Although we previously found that C3H.SW→B6 and β2M-/-→B6 BM chimeras are resistant to GVHD when retransplanted with C3H.SW BM and CD8 cells (8), we considered the possibility that with DT treatment, donor APCs were sufficient. We therefore repeated the experiment described in Figure 2, except we used C3H.SW β2M-/- BM donors, thereby preventing antigen presentation by donor APCs (5). All recipients were treated with anti-NK1.1 to prevent rejection of donor β2M-/- cells.
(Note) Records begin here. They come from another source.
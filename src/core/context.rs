use crate::core::error::{CoreError, CoreResult};

/// An authenticated identity
#[derive(Debug, Clone, PartialEq, Eq)]
pub struct Actor {
    pub id: String,
    pub email: Option<String>,
}

/// Per-call identity context, passed explicitly to every core operation
#[derive(Debug, Clone, Default)]
pub struct ActorContext {
    actor: Option<Actor>,
}

impl ActorContext {
    pub fn anonymous() -> Self {
        Self { actor: None }
    }

    pub fn with_actor(actor: Actor) -> Self {
        Self { actor: Some(actor) }
    }

    /// Context for a bare actor id
    pub fn for_actor(id: impl Into<String>) -> Self {
        Self::with_actor(Actor {
            id: id.into(),
            email: None,
        })
    }

    pub fn actor(&self) -> Option<&Actor> {
        self.actor.as_ref()
    }

    pub fn require_actor(&self) -> CoreResult<&Actor> {
        self.actor.as_ref().ok_or(CoreError::Unauthenticated)
    }
}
DT-treated CD11c-DTR→B6 CD8 chimeric recipients developed similar weight loss and histopathologic GVHD of liver as did the control CD8 recipient groups (Figure 3). In the colon, there was reduced colon histopathology in DT-treated Tg+ CD8-recipients as compared to DT-treated Tg- CD8-recipients, but not as compared to non-DT-treated Tg+ CD8-recipients (Figure 3). No CD8 recipient group developed significant clinical or histopathologic skin GVHD, as we previously found when donor BM was β2M-/- in this model (5) (not shown). These data indicate that the failure of host cDC depletion to prevent GVHD was not due to antigen presentation by donor APCs.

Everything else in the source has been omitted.